■ **Provided entries**:
// ── IOPCEventSubscriptionMgt ──

use std::ffi::c_void;

use serde::{Deserialize, Serialize};
use tracing::debug;

use crate::com::{ComPtr, IUnknownVtbl, Interface};
use crate::error::{Error, check};
use crate::guid::{Guid, IID_IOPC_EVENT_SUBSCRIPTION_MGT};
use crate::hresult::Hresult;
use crate::memory::{ForeignAllocator, ForeignBlock, ForeignStrings};
use crate::types::{EventTypeMask, SubscriptionFilter, SubscriptionState};
use crate::wide::WideStringList;

type StringArrayOut = *mut *mut *mut u16;

#[repr(C)]
pub struct IOPCEventSubscriptionMgtVtbl {
    pub base: IUnknownVtbl,
    pub set_filter: unsafe extern "system" fn(
        this: *mut c_void,
        event_type: u32,
        num_categories: u32,
        event_categories: *const u32,
        low_severity: u32,
        high_severity: u32,
        num_areas: u32,
        area_list: *const *const u16,
        num_sources: u32,
        source_list: *const *const u16,
    ) -> Hresult,
    pub get_filter: unsafe extern "system" fn(
        this: *mut c_void,
        event_type: *mut u32,
        num_categories: *mut u32,
        event_categories: *mut *mut u32,
        low_severity: *mut u32,
        high_severity: *mut u32,
        num_areas: *mut u32,
        area_list: StringArrayOut,
        num_sources: *mut u32,
        source_list: StringArrayOut,
    ) -> Hresult,
    pub select_returned_attributes: unsafe extern "system" fn(
        this: *mut c_void,
        event_category: u32,
        count: u32,
        attribute_ids: *const u32,
    ) -> Hresult,
    pub get_returned_attributes: unsafe extern "system" fn(
        this: *mut c_void,
        event_category: u32,
        count: *mut u32,
        attribute_ids: *mut *mut u32,
    ) -> Hresult,
    pub refresh: unsafe extern "system" fn(this: *mut c_void, connection: u32) -> Hresult,
    pub cancel_refresh: unsafe extern "system" fn(this: *mut c_void, connection: u32) -> Hresult,
    pub get_state: unsafe extern "system" fn(
        this: *mut c_void,
        active: *mut i32,
        buffer_time: *mut u32,
        max_size: *mut u32,
        client_subscription: *mut u32,
    ) -> Hresult,
    pub set_state: unsafe extern "system" fn(
        this: *mut c_void,
        active: *const i32,
        buffer_time: *const u32,
        max_size: *const u32,
        client_subscription: u32,
        revised_buffer_time: *mut u32,
        revised_max_size: *mut u32,
    ) -> Hresult,
}

pub enum IOPCEventSubscriptionMgt {}

// SAFETY: vtable starts with IUnknownVtbl and follows the published slot order.
unsafe impl Interface for IOPCEventSubscriptionMgt {
    const IID: Guid = IID_IOPC_EVENT_SUBSCRIPTION_MGT;
    type Vtable = IOPCEventSubscriptionMgtVtbl;
}

/// Fields of a `SetState` call; `None` leaves the server's value unchanged.
#[derive(Debug, Clone, Copy, Default, PartialEq, Eq, Serialize, Deserialize)]
pub struct StateUpdate {
    pub active: Option<bool>,
    pub buffer_time_ms: Option<u32>,
    pub max_size: Option<u32>,
}

/// Buffer time and max size as granted by the server.
#[derive(Debug, Clone, Copy, Default, PartialEq, Eq, Serialize, Deserialize)]
pub struct RevisedState {
    pub buffer_time_ms: u32,
    pub max_size: u32,
}

fn dword_count(len: usize, what: &str) -> Result<u32, Error> {
    u32::try_from(len).map_err(|_| Error::InvalidArgument {
        message: format!("{len} {what} exceed a DWORD count"),
    })
}

fn ptr_or_null<T>(items: &[T]) -> *const T {
    if items.is_empty() {
        std::ptr::null()
    } else {
        items.as_ptr()
    }
}

impl ComPtr<IOPCEventSubscriptionMgt> {
    pub fn set_filter(&self, filter: &SubscriptionFilter) -> Result<(), Error> {
        let categories = &filter.categories;
        let areas = WideStringList::new(&filter.areas)?;
        let sources = WideStringList::new(&filter.sources)?;
        // SAFETY: live object; every array outlives the call and its count
        // matches its length.
        let hr = unsafe {
            (self.vtable().set_filter)(
                self.as_raw(),
                filter.event_types.bits(),
                dword_count(categories.len(), "categories")?,
                ptr_or_null(categories),
                filter.low_severity,
                filter.high_severity,
                areas.count()?,
                areas.as_ptr(),
                sources.count()?,
                sources.as_ptr(),
            )
        };
        check("SetFilter", hr)?;
        debug!(
            event_types = filter.event_types.bits(),
            categories = categories.len(),
            low = filter.low_severity,
            high = filter.high_severity,
            "filter set"
        );
        Ok(())
    }

    /// The filter as the server holds it, which may be narrower than what was
    /// last requested.
    pub fn get_filter(&self, alloc: &dyn ForeignAllocator) -> Result<SubscriptionFilter, Error> {
        let mut event_type = 0u32;
        let mut num_categories = 0u32;
        let mut categories: *mut u32 = std::ptr::null_mut();
        let mut low = 0u32;
        let mut high = 0u32;
        let mut num_areas = 0u32;
        let mut areas: *mut *mut u16 = std::ptr::null_mut();
        let mut num_sources = 0u32;
        let mut sources: *mut *mut u16 = std::ptr::null_mut();
        // SAFETY: live object; out-pointers valid for the call.
        let hr = unsafe {
            (self.vtable().get_filter)(
                self.as_raw(),
                &raw mut event_type,
                &raw mut num_categories,
                &raw mut categories,
                &raw mut low,
                &raw mut high,
                &raw mut num_areas,
                &raw mut areas,
                &raw mut num_sources,
                &raw mut sources,
            )
        };
        let count = |n: u32| usize::try_from(n).unwrap_or(usize::MAX);
        // SAFETY: three server-allocated arrays with their sibling counts.
        let (categories, areas, sources) = unsafe {
            (
                ForeignBlock::array(alloc, categories, count(num_categories)),
                ForeignStrings::new(alloc, areas, count(num_areas)),
                ForeignStrings::new(alloc, sources, count(num_sources)),
            )
        };
        check("GetFilter", hr)?;

        Ok(SubscriptionFilter {
            event_types: EventTypeMask::from_bits(event_type, "pdwEventType")?,
            categories: categories.to_vec("ppdwEventCategories")?,
            low_severity: low,
            high_severity: high,
            areas: areas.read("ppszAreaList")?,
            sources: sources.read("ppszSourceList")?,
        })
    }

    pub fn select_returned_attributes(&self, category: u32, attribute_ids: &[u32]) -> Result<(), Error> {
        // SAFETY: live object; `attribute_ids` outlives the call.
        let hr = unsafe {
            (self.vtable().select_returned_attributes)(
                self.as_raw(),
                category,
                dword_count(attribute_ids.len(), "attribute ids")?,
                ptr_or_null(attribute_ids),
            )
        };
        check("SelectReturnedAttributes", hr)?;
        Ok(())
    }

    pub fn get_returned_attributes(
        &self,
        alloc: &dyn ForeignAllocator,
        category: u32,
    ) -> Result<Vec<u32>, Error> {
        let mut count = 0u32;
        let mut ids: *mut u32 = std::ptr::null_mut();
        // SAFETY: live object; out-pointers valid for the call.
        let hr = unsafe {
            (self.vtable().get_returned_attributes)(self.as_raw(), category, &raw mut count, &raw mut ids)
        };
        // SAFETY: server-allocated array of `count` ids.
        let ids = unsafe { ForeignBlock::array(alloc, ids, usize::try_from(count).unwrap_or(usize::MAX)) };
        check("GetReturnedAttributes", hr)?;
        Ok(ids.to_vec("ppdwAttributeIDs")?)
    }

    /// Ask for a replay of current condition state to the sink advised under
    /// `connection`.
    pub fn refresh(&self, connection: u32) -> Result<(), Error> {
        // SAFETY: live object.
        let hr = unsafe { (self.vtable().refresh)(self.as_raw(), connection) };
        check("Refresh", hr)?;
        Ok(())
    }

    pub fn cancel_refresh(&self, connection: u32) -> Result<(), Error> {
        // SAFETY: live object.
        let hr = unsafe { (self.vtable().cancel_refresh)(self.as_raw(), connection) };
        check("CancelRefresh", hr)?;
        Ok(())
    }

    pub fn get_state(&self) -> Result<SubscriptionState, Error> {
        let mut active = 0i32;
        let mut buffer_time_ms = 0u32;
        let mut max_size = 0u32;
        let mut client_handle = 0u32;
        // SAFETY: live object; out-pointers valid for the call.
        let hr = unsafe {
            (self.vtable().get_state)(
                self.as_raw(),
                &raw mut active,
                &raw mut buffer_time_ms,
                &raw mut max_size,
                &raw mut client_handle,
            )
        };
        check("GetState", hr)?;
        Ok(SubscriptionState {
            active: active != 0,
            buffer_time_ms,
            max_size,
            client_handle,
        })
    }

    pub fn set_state(&self, update: StateUpdate, client_handle: u32) -> Result<RevisedState, Error> {
        let active = update.active.map(i32::from);
        let mut revised = RevisedState::default();
        // SAFETY: live object; each optional input is null or points at a
        // local that outlives the call.
        let hr = unsafe {
            (self.vtable().set_state)(
                self.as_raw(),
                active.as_ref().map_or(std::ptr::null(), std::ptr::from_ref),
                update.buffer_time_ms.as_ref().map_or(std::ptr::null(), std::ptr::from_ref),
                update.max_size.as_ref().map_or(std::ptr::null(), std::ptr::from_ref),
                client_handle,
                &raw mut revised.buffer_time_ms,
                &raw mut revised.max_size,
            )
        };
        let hr = check("SetState", hr)?;
        if hr != Hresult::S_OK {
            debug!(client_handle, hresult = %hr, ?revised, "state revised by server");
        }
        Ok(revised)
    }
}

#[cfg(test)]
#[allow(clippy::unwrap_used)]
mod tests {
    use pretty_assertions::assert_eq;

    use super::*;
    use crate::fake::{FakeEventServer, MIN_BUFFER_TIME_MS};
    use crate::types::EventType;

    fn subscription(server: &FakeEventServer) -> ComPtr<IOPCEventSubscriptionMgt> {
        let (unk, _) = server
            .server_ptr()
            .create_event_subscription(true, 1000, 0, 42)
            .unwrap();
        unk.query_interface().unwrap()
    }

    #[test]
    fn filter_reads_back_as_the_server_holds_it() {
        let server = FakeEventServer::new();
        let mgt = subscription(&server);
        let requested = SubscriptionFilter::default()
            .with_event_types(EventType::Condition)
            .with_categories([0x100, 0x101])
            .with_severity(0, 5000)
            .with_areas(["Plant/North"])
            .with_sources(["Tank1", "Tank2"]);
        mgt.set_filter(&requested).unwrap();

        let held = mgt.get_filter(server.allocator()).unwrap();
        assert_eq!(held.low_severity, 1);
        assert_eq!(held.high_severity, 1000);
        assert_eq!(held.categories, vec![0x100, 0x101]);
        assert_eq!(held.sources, vec!["Tank1".to_string(), "Tank2".to_string()]);
        assert_eq!(held.event_types.types(), vec![EventType::Condition]);
        assert_eq!(server.allocator().outstanding(), 0);
    }

    #[test]
    fn inverted_severity_range_is_rejected() {
        let server = FakeEventServer::new();
        let mgt = subscription(&server);
        let err = mgt
            .set_filter(&SubscriptionFilter::default().with_severity(800, 200))
            .unwrap_err();
        assert_eq!(err.hresult(), Some(Hresult::E_INVALIDARG));
    }

    #[test]
    fn set_state_leaves_unspecified_fields_alone() {
        let server = FakeEventServer::new();
        let mgt = subscription(&server);
        let revised = mgt
            .set_state(
                StateUpdate {
                    buffer_time_ms: Some(10),
                    ..StateUpdate::default()
                },
                42,
            )
            .unwrap();
        assert_eq!(revised.buffer_time_ms, MIN_BUFFER_TIME_MS);

        let state = mgt.get_state().unwrap();
        assert!(state.active);
        assert_eq!(state.buffer_time_ms, MIN_BUFFER_TIME_MS);
        assert_eq!(state.client_handle, 42);
    }

    #[test]
    fn returned_attributes_are_per_category() {
        let server = FakeEventServer::new();
        let mgt = subscription(&server);
        mgt.select_returned_attributes(0x100, &[1, 2, 3]).unwrap();
        assert_eq!(
            mgt.get_returned_attributes(server.allocator(), 0x100).unwrap(),
            vec![1, 2, 3]
        );
        assert!(mgt
            .get_returned_attributes(server.allocator(), 0x200)
            .unwrap()
            .is_empty());
        assert_eq!(server.allocator().outstanding(), 0);
    }

    #[test]
    fn refresh_needs_an_advised_connection() {
        let server = FakeEventServer::new();
        let mgt = subscription(&server);
        assert_eq!(mgt.refresh(7).unwrap_err().hresult(), Some(Hresult::E_INVALIDARG));
        assert!(mgt.cancel_refresh(7).is_err());
    }
}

■ **Directions**:
The response must consist solely of the number of lines in the listing above that contain "system".

■ **Answer area**:
8